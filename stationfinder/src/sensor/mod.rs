//! Sensor input and fusion.
//!
//! This module turns the platform's raw geolocation and device orientation
//! callbacks into a single best-estimate position and facing direction.
//!
//! # Architecture
//!
//! ```text
//! SensorPlatform ──► Subscription ──► SensorEvent ──► SensorFusionEngine ──► FusedFix
//!  (OS watches)      (cancellable)     (mpsc)          (heading priority)     (watch)
//! ```
//!
//! # Components
//!
//! - [`types`] - `LocationSample`, `OrientationReading`, `HeadingEstimate`
//! - [`permission`] - `PermissionTracker` state machine per sensor
//! - [`movement`] - `MovementTracker` for bearing derived from movement
//! - [`platform`] - `SensorPlatform` trait and `Subscription` handles
//! - [`fusion`] - `SensorFusionEngine` and the shared `LocationHandle`

mod fusion;
mod movement;
mod permission;
mod platform;
mod types;

pub use fusion::{FusedFix, LocationHandle, SensorFusionEngine, TrackingConsumer};
pub use movement::{MovementConfig, MovementTracker};
pub use permission::{PermissionState, PermissionTracker};
pub use platform::{ManualSensorPlatform, PermissionAnswer, SensorPlatform, Subscription};
pub use types::{
    HeadingEstimate, HeadingSource, LocationSample, OrientationReading, SensorEvent, SensorKind,
};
---
Please return all of the records exactly as they appear.

* Response below *
filename stationfinder/src/sensor/mod.rs
//! Sensor input and fusion.
//!
//! This module turns the platform's raw geolocation and device orientation
//! callbacks into a single best-estimate position and facing direction.
//!
//! # Architecture
//!
//! ```text
//! SensorPlatform ──► Subscription ──► SensorEvent ──► SensorFusionEngine ──► FusedFix
//!  (OS watches)      (cancellable)     (mpsc)          (heading priority)     (watch)
//! ```
//!
//! # Components
//!
//! - [`types`] - `LocationSample`, `OrientationReading`, `HeadingEstimate`
//! - [`permission`] - `PermissionTracker` state machine per sensor
//! - [`movement`] - `MovementTracker` for bearing derived from movement
//! - [`platform`] - `SensorPlatform` trait and `Subscription` handles
//! - [`fusion`] - `SensorFusionEngine` and the shared `LocationHandle`

mod fusion;
mod movement;
mod permission;
mod platform;
mod types;

pub use fusion::{FusedFix, LocationHandle, SensorFusionEngine, TrackingConsumer};
pub use movement::{MovementConfig, MovementTracker};
pub use permission::{PermissionState, PermissionTracker};
pub use platform::{ManualSensorPlatform, PermissionAnswer, SensorPlatform, Subscription};
pub use types::{
    HeadingEstimate, HeadingSource, LocationSample, OrientationReading, SensorEvent, SensorKind,
};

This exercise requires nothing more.